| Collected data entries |
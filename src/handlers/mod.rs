// Roel Kluin, 2023, GPL v3

//! Observers of structural change.
//!
//! Every mutation ends in one ordered batch of events: additions, then the composite event of
//! the operation, then deletions. Batches are delivered in the order the mutations took effect,
//! one batch at a time, to every handler in registration order.

pub mod counter;
pub mod coverage;
pub mod deferred;
pub mod event_log;

use crate::error::{GraphError, HandlerFault, Result};
use crate::graph::Graph;
use crate::ids::{EdgeId, VertexId};
use parking_lot::{Condvar, Mutex, RwLock};
use smallvec::SmallVec;
use std::cell::Cell;
use std::fmt;
use std::ops::BitOr;
use std::sync::atomic::{AtomicU64, Ordering};
use std::sync::Arc;

pub use counter::EntityCounter;
pub use coverage::CoverageIndex;
pub use deferred::{CompressionQueue, DeferredQueue};
pub use event_log::EventLog;

#[derive(Clone, Debug, PartialEq, Eq)]
pub enum GraphEvent {
    AddingVertex(VertexId),
    DeletingVertex(VertexId),
    AddingEdge(EdgeId),
    DeletingEdge(EdgeId),
    /// `old` edges, in path order, became `new`.
    MergingPaths {
        old: SmallVec<[EdgeId; 4]>,
        new: EdgeId,
    },
    /// `old` was cut `pos` k-mers from its start into `new.0` and `new.1`.
    SplittingEdge {
        old: EdgeId,
        pos: usize,
        new: (EdgeId, EdgeId),
    },
    /// `e1` is glued onto `e2`; `keep` survives.
    GluingEdges {
        e1: EdgeId,
        e2: EdgeId,
        keep: EdgeId,
    },
}

impl GraphEvent {
    pub fn kind(&self) -> EventMask {
        match self {
            GraphEvent::AddingVertex(_) => EventMask::ADDING_VERTEX,
            GraphEvent::DeletingVertex(_) => EventMask::DELETING_VERTEX,
            GraphEvent::AddingEdge(_) => EventMask::ADDING_EDGE,
            GraphEvent::DeletingEdge(_) => EventMask::DELETING_EDGE,
            GraphEvent::MergingPaths { .. } => EventMask::MERGING_PATHS,
            GraphEvent::SplittingEdge { .. } => EventMask::SPLITTING_EDGE,
            GraphEvent::GluingEdges { .. } => EventMask::GLUING_EDGES,
        }
    }
}

impl fmt::Display for GraphEvent {
    fn fmt(&self, f: &mut fmt::Formatter<'_>) -> fmt::Result {
        match self {
            GraphEvent::AddingVertex(v) => write!(f, "AddingVertex({v})"),
            GraphEvent::DeletingVertex(v) => write!(f, "DeletingVertex({v})"),
            GraphEvent::AddingEdge(e) => write!(f, "AddingEdge({e})"),
            GraphEvent::DeletingEdge(e) => write!(f, "DeletingEdge({e})"),
            GraphEvent::MergingPaths { old, new } => write!(f, "MergingPaths({old:?} -> {new})"),
            GraphEvent::SplittingEdge { old, pos, new } => {
                write!(f, "SplittingEdge({old} @{pos} -> {}, {})", new.0, new.1)
            }
            GraphEvent::GluingEdges { e1, e2, keep } => {
                write!(f, "GluingEdges({e1}, {e2}, keep {keep})")
            }
        }
    }
}

/// The set of event kinds a handler implements.
#[derive(Clone, Copy, Debug, PartialEq, Eq, Hash)]
pub struct EventMask(u8);

impl EventMask {
    pub const NONE: EventMask = EventMask(0);
    pub const ADDING_VERTEX: EventMask = EventMask(1);
    pub const DELETING_VERTEX: EventMask = EventMask(1 << 1);
    pub const ADDING_EDGE: EventMask = EventMask(1 << 2);
    pub const DELETING_EDGE: EventMask = EventMask(1 << 3);
    pub const MERGING_PATHS: EventMask = EventMask(1 << 4);
    pub const SPLITTING_EDGE: EventMask = EventMask(1 << 5);
    pub const GLUING_EDGES: EventMask = EventMask(1 << 6);
    pub const ALL: EventMask = EventMask(0x7f);

    pub fn contains(self, other: EventMask) -> bool {
        self.0 & other.0 == other.0
    }
}

impl BitOr for EventMask {
    type Output = EventMask;

    fn bitor(self, rhs: EventMask) -> EventMask {
        EventMask(self.0 | rhs.0)
    }
}

/// An observer. `handle` is only called for the kinds in `events()`, and must not mutate the
/// graph; work that needs a mutation is queued and run once the mutation has returned.
pub trait GraphHandler: Send + Sync {
    fn name(&self) -> &str;

    fn events(&self) -> EventMask {
        EventMask::ALL
    }

    fn handle(&self, graph: &Graph, event: &GraphEvent) -> std::result::Result<(), HandlerFault>;
}

#[derive(Clone, Copy, Debug, PartialEq, Eq, Hash, PartialOrd, Ord)]
pub struct HandlerId(u64);

struct Registered {
    id: HandlerId,
    handler: Arc<dyn GraphHandler>,
}

thread_local! {
    static DELIVERING: Cell<bool> = Cell::new(false);
}

/// True on a thread that is inside a handler.
pub(crate) fn delivering() -> bool {
    DELIVERING.with(Cell::get)
}

pub struct HandlerRegistry {
    handlers: RwLock<Vec<Registered>>,
    next_id: AtomicU64,
    tickets: AtomicU64,
    turn: Mutex<u64>,
    turn_changed: Condvar,
}

/// A place in the delivery order, drawn when a mutation takes effect. It must be delivered
/// (or dropped) or all later mutations wait forever.
pub(crate) struct Ticket<'r> {
    registry: &'r HandlerRegistry,
    number: u64,
}

impl Default for HandlerRegistry {
    fn default() -> Self {
        HandlerRegistry {
            handlers: RwLock::new(Vec::new()),
            next_id: AtomicU64::new(0),
            tickets: AtomicU64::new(0),
            turn: Mutex::new(0),
            turn_changed: Condvar::new(),
        }
    }
}

impl HandlerRegistry {
    pub fn register(&self, handler: Arc<dyn GraphHandler>) -> HandlerId {
        let id = HandlerId(self.next_id.fetch_add(1, Ordering::Relaxed));
        tracing::debug!(handler = handler.name(), ?id, "registering handler");
        self.handlers.write().push(Registered { id, handler });
        id
    }
    pub fn unregister(&self, id: HandlerId) -> Option<Arc<dyn GraphHandler>> {
        let mut handlers = self.handlers.write();
        let i = handlers.iter().position(|r| r.id == id)?;
        Some(handlers.remove(i).handler)
    }
    pub fn len(&self) -> usize {
        self.handlers.read().len()
    }
    pub fn is_empty(&self) -> bool {
        self.len() == 0
    }
    pub fn names(&self) -> Vec<String> {
        self.handlers
            .read()
            .iter()
            .map(|r| r.handler.name().to_string())
            .collect()
    }

    pub(crate) fn ticket(&self) -> Ticket<'_> {
        Ticket {
            registry: self,
            number: self.tickets.fetch_add(1, Ordering::AcqRel),
        }
    }

    fn wait_turn(&self, number: u64) {
        let mut turn = self.turn.lock();
        while *turn != number {
            self.turn_changed.wait(&mut turn);
        }
    }
    fn advance_turn(&self) {
        *self.turn.lock() += 1;
        self.turn_changed.notify_all();
    }

    /// Hand `events` to every interested handler once all earlier tickets are through. Stops
    /// at the first fault.
    pub(crate) fn deliver(
        &self,
        graph: &Graph,
        ticket: Ticket<'_>,
        events: &[GraphEvent],
    ) -> Result<()> {
        ticket.wait();
        let handlers: Vec<Arc<dyn GraphHandler>> = self
            .handlers
            .read()
            .iter()
            .map(|r| r.handler.clone())
            .collect();
        let _delivering = DeliveryGuard::enter();
        for event in events {
            let kind = event.kind();
            for handler in handlers.iter().filter(|h| h.events().contains(kind)) {
                handler
                    .handle(graph, event)
                    .map_err(|fault| GraphError::HandlerFault {
                        handler: handler.name().to_string(),
                        fault,
                    })?;
            }
        }
        Ok(())
    }
}

impl Ticket<'_> {
    fn wait(&self) {
        self.registry.wait_turn(self.number);
    }
}

impl Drop for Ticket<'_> {
    fn drop(&mut self) {
        // reached on every path out of `deliver`, including unwinding out of a handler
        self.registry.wait_turn(self.number);
        self.registry.advance_turn();
    }
}

struct DeliveryGuard;

impl DeliveryGuard {
    fn enter() -> Self {
        DELIVERING.with(|d| d.set(true));
        DeliveryGuard
    }
}

impl Drop for DeliveryGuard {
    fn drop(&mut self) {
        DELIVERING.with(|d| d.set(false));
    }
}
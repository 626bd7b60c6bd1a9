// Roel Kluin, 2023, GPL v3

use crate::config::GraphConfig;
use crate::conjugate::ConjugateIndex;
use crate::edge_store::{EdgeRecord, EdgeStore};
use crate::error::{GraphError, Result};
use crate::handlers::{EventLog, HandlerRegistry};
use crate::ids::{EdgeId, EntityId, VertexId};
use crate::sequence::Sequence;
use crate::vertex_store::{Adjacency, VertexRecord, VertexStore};
use ahash::AHashMap;
use std::sync::Arc;
use tracing::debug;

/// A double-stranded de Bruijn graph: every vertex and edge has a reverse-complement twin.
///
/// All reads go through `&self`. The mutating operations (see `mutator`) take `&self` as well
/// and may run from several threads during construction.
pub struct Graph {
    k: usize,
    pub(crate) vertices: VertexStore,
    pub(crate) edges: EdgeStore,
    pub(crate) vertex_twins: ConjugateIndex<VertexId>,
    pub(crate) edge_twins: ConjugateIndex<EdgeId>,
    handlers: HandlerRegistry,
}

impl Graph {
    pub fn new(config: &GraphConfig) -> Result<Self> {
        config.validate()?;
        let initial = config.initial_capacity.min(config.max_capacity);
        let graph = Graph {
            k: config.k,
            vertices: VertexStore::new(config.vertex_bias, initial, config.max_capacity),
            edges: EdgeStore::new(config.edge_bias, initial, config.max_capacity),
            vertex_twins: ConjugateIndex::new(config.vertex_bias, initial),
            edge_twins: ConjugateIndex::new(config.edge_bias, initial),
            handlers: HandlerRegistry::default(),
        };
        if config.trace_enabled() {
            graph.handlers.register(Arc::new(EventLog::default()));
        }
        debug!(k = config.k, capacity = initial, "new graph");
        Ok(graph)
    }

    pub fn k(&self) -> usize {
        self.k
    }
    pub fn handlers(&self) -> &HandlerRegistry {
        &self.handlers
    }
    pub fn vertex_store(&self) -> &VertexStore {
        &self.vertices
    }
    pub fn edge_store(&self) -> &EdgeStore {
        &self.edges
    }

    pub fn vertex_count(&self) -> usize {
        self.vertices.live_ids().count()
    }
    pub fn edge_count(&self) -> usize {
        self.edges.live_ids().count()
    }
    /// Live vertices, ascending. Not concurrently with any mutation, see
    /// `EntityTable::live_ids`.
    pub fn vertices(&self) -> impl Iterator<Item = VertexId> + '_ {
        self.vertices.live_ids()
    }
    /// Live edges, ascending. Not concurrently with any mutation.
    pub fn edges(&self) -> impl Iterator<Item = EdgeId> + '_ {
        self.edges.live_ids()
    }
    pub fn contains_vertex(&self, v: VertexId) -> bool {
        self.vertices.contains(v)
    }
    pub fn contains_edge(&self, e: EdgeId) -> bool {
        self.edges.contains(e)
    }
    pub fn vertex(&self, v: VertexId) -> Result<VertexRecord> {
        self.vertices.at(v)
    }
    pub fn edge(&self, e: EdgeId) -> Result<EdgeRecord> {
        self.edges.at(e)
    }
    pub fn vertex_slot(&self, v: VertexId) -> Option<usize> {
        self.vertices.slot_of(v)
    }
    pub fn edge_slot(&self, e: EdgeId) -> Option<usize> {
        self.edges.slot_of(e)
    }

    pub fn label(&self, v: VertexId) -> Result<Sequence> {
        self.vertices.label(v)
    }
    pub fn out_edges(&self, v: VertexId) -> Result<Adjacency> {
        self.vertices.out_edges(v)
    }
    pub fn in_edges(&self, v: VertexId) -> Result<Adjacency> {
        self.vertices.in_edges(v)
    }
    pub fn out_degree(&self, v: VertexId) -> Result<usize> {
        self.vertices.out_degree(v)
    }
    pub fn in_degree(&self, v: VertexId) -> Result<usize> {
        self.vertices.in_degree(v)
    }
    pub fn degree(&self, v: VertexId) -> Result<usize> {
        self.vertices.degree(v)
    }
    /// Neither v nor its twin has an edge.
    pub fn is_isolated(&self, v: VertexId) -> Result<bool> {
        Ok(self.degree(v)? == 0 && self.degree(self.conjugate_vertex(v)?)? == 0)
    }

    pub fn endpoints(&self, e: EdgeId) -> Result<(VertexId, VertexId)> {
        self.edges.endpoints(e)
    }
    pub fn edge_start(&self, e: EdgeId) -> Result<VertexId> {
        Ok(self.endpoints(e)?.0)
    }
    pub fn edge_end(&self, e: EdgeId) -> Result<VertexId> {
        Ok(self.endpoints(e)?.1)
    }
    pub fn sequence(&self, e: EdgeId) -> Result<Sequence> {
        self.edges.sequence(e)
    }
    /// In k-mers.
    pub fn length(&self, e: EdgeId) -> Result<usize> {
        self.edges.length(e, self.k)
    }

    pub fn conjugate_vertex(&self, v: VertexId) -> Result<VertexId> {
        self.vertex_twins.twin(v)
    }
    pub fn conjugate_edge(&self, e: EdgeId) -> Result<EdgeId> {
        self.edge_twins.twin(e)
    }
    pub fn is_palindromic_vertex(&self, v: VertexId) -> Result<bool> {
        self.vertex_twins.is_self_conjugate(v)
    }
    pub fn is_self_conjugate_edge(&self, e: EdgeId) -> Result<bool> {
        self.edge_twins.is_self_conjugate(e)
    }

    /// The edges `in(v)` and `out(v)` when v sits inside a unipath that can be merged across
    /// it: one edge in and one out, not self-conjugate, and the merge would not touch v's twin
    /// at an end.
    pub(crate) fn pass_through(&self, v: VertexId) -> Result<Option<(EdgeId, EdgeId)>> {
        let (ins, outs, palindromic) =
            self.vertices
                .read(v, |r| (r.incoming().to_vec(), r.outgoing().to_vec(), r.is_palindromic()))?;
        if palindromic || ins.len() != 1 || outs.len() != 1 {
            return Ok(None);
        }
        let (e1, e2) = (ins[0], outs[0]);
        let t = self.conjugate_vertex(v)?;
        if t == v
            || e1 == e2
            || self.conjugate_edge(e1)? == e2
            || self.is_self_conjugate_edge(e1)?
            || self.is_self_conjugate_edge(e2)?
        {
            return Ok(None);
        }
        let u = self.edge_start(e1)?;
        let w = self.edge_end(e2)?;
        if u == t || w == t {
            return Ok(None);
        }
        Ok(Some((e1, e2)))
    }
    pub fn can_compress(&self, v: VertexId) -> Result<bool> {
        Ok(self.pass_through(v)?.is_some())
    }

    /// Full structural check. Run it between mutations, not during one.
    pub fn check_invariants(&self) -> Result<()> {
        self.check_occupancy()?;
        let k = self.k;

        for v in self.vertices() {
            let t = self.conjugate_vertex(v)?;
            if self.conjugate_vertex(t)? != v {
                return Err(GraphError::invariant("vertex twin is not an involution", raw(&[v, t])));
            }
            let record = self.vertex(v)?;
            if record.is_palindromic() != (t == v) {
                return Err(GraphError::invariant("palindromic flag disagrees with twin", raw(&[v])));
            }
            if self.label(t)? != record.label().reverse_complement() {
                return Err(GraphError::invariant("twin label is not reverse complement", raw(&[v, t])));
            }
            if record.label().len() != k {
                return Err(GraphError::invariant("vertex label is not a k-mer", raw(&[v])));
            }
        }

        // every edge appears exactly once in out(from) and once in in(to)
        let mut out_seen: AHashMap<EdgeId, usize> = AHashMap::new();
        let mut in_seen: AHashMap<EdgeId, usize> = AHashMap::new();
        for v in self.vertices() {
            let record = self.vertex(v)?;
            for &e in record.outgoing() {
                if self.edges.read(e, EdgeRecord::from).ok() != Some(v) {
                    return Err(GraphError::invariant("stray edge in out list", vec![v.raw(), e.raw()]));
                }
                *out_seen.entry(e).or_insert(0) += 1;
            }
            for &e in record.incoming() {
                if self.edges.read(e, EdgeRecord::to).ok() != Some(v) {
                    return Err(GraphError::invariant("stray edge in in list", vec![v.raw(), e.raw()]));
                }
                *in_seen.entry(e).or_insert(0) += 1;
            }
        }

        for e in self.edges() {
            let record = self.edge(e)?;
            let t = self.conjugate_edge(e)?;
            if self.conjugate_edge(t)? != e {
                return Err(GraphError::invariant("edge twin is not an involution", raw(&[e, t])));
            }
            if record.is_palindromic() != (t == e) {
                return Err(GraphError::invariant("palindromic flag disagrees with twin", raw(&[e])));
            }
            let twin = self.edge(t)?;
            if twin.length(k) != record.length(k)
                || *twin.sequence() != record.sequence().reverse_complement()
            {
                return Err(GraphError::invariant("twin edge sequence mismatch", raw(&[e, t])));
            }
            if twin.from() != self.conjugate_vertex(record.to())? {
                return Err(GraphError::invariant("from(twin e) != twin(to e)", raw(&[e, t])));
            }
            if record.sequence().len() <= k
                || !record.sequence().starts_with(&self.label(record.from())?)
                || !record.sequence().ends_with(&self.label(record.to())?)
            {
                return Err(GraphError::invariant("edge does not join its end labels", raw(&[e])));
            }
            if out_seen.get(&e) != Some(&1) || in_seen.get(&e) != Some(&1) {
                return Err(GraphError::invariant("edge not listed once at each end", raw(&[e])));
            }
        }
        Ok(())
    }

    fn check_occupancy(&self) -> Result<()> {
        let vertex_ids = self.vertices.distributor().ids().map(VertexId::from_raw);
        let orphans: Vec<u64> = vertex_ids
            .filter(|&v| !self.vertices.contains(v))
            .map(VertexId::raw)
            .collect();
        if !orphans.is_empty() {
            return Err(GraphError::invariant("occupied vertex id without record", orphans));
        }
        let edge_ids = self.edges.distributor().ids().map(EdgeId::from_raw);
        let orphans: Vec<u64> = edge_ids
            .filter(|&e| !self.edges.contains(e))
            .map(EdgeId::raw)
            .collect();
        if !orphans.is_empty() {
            return Err(GraphError::invariant("occupied edge id without record", orphans));
        }
        Ok(())
    }
}

fn raw<I: EntityId>(ids: &[I]) -> Vec<u64> {
    ids.iter().map(|id| id.raw()).collect()
}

| Activity |
Work out how many lines of the entries include the word "Copy", and respond with that number and nothing more.

| Output for this exercise |
2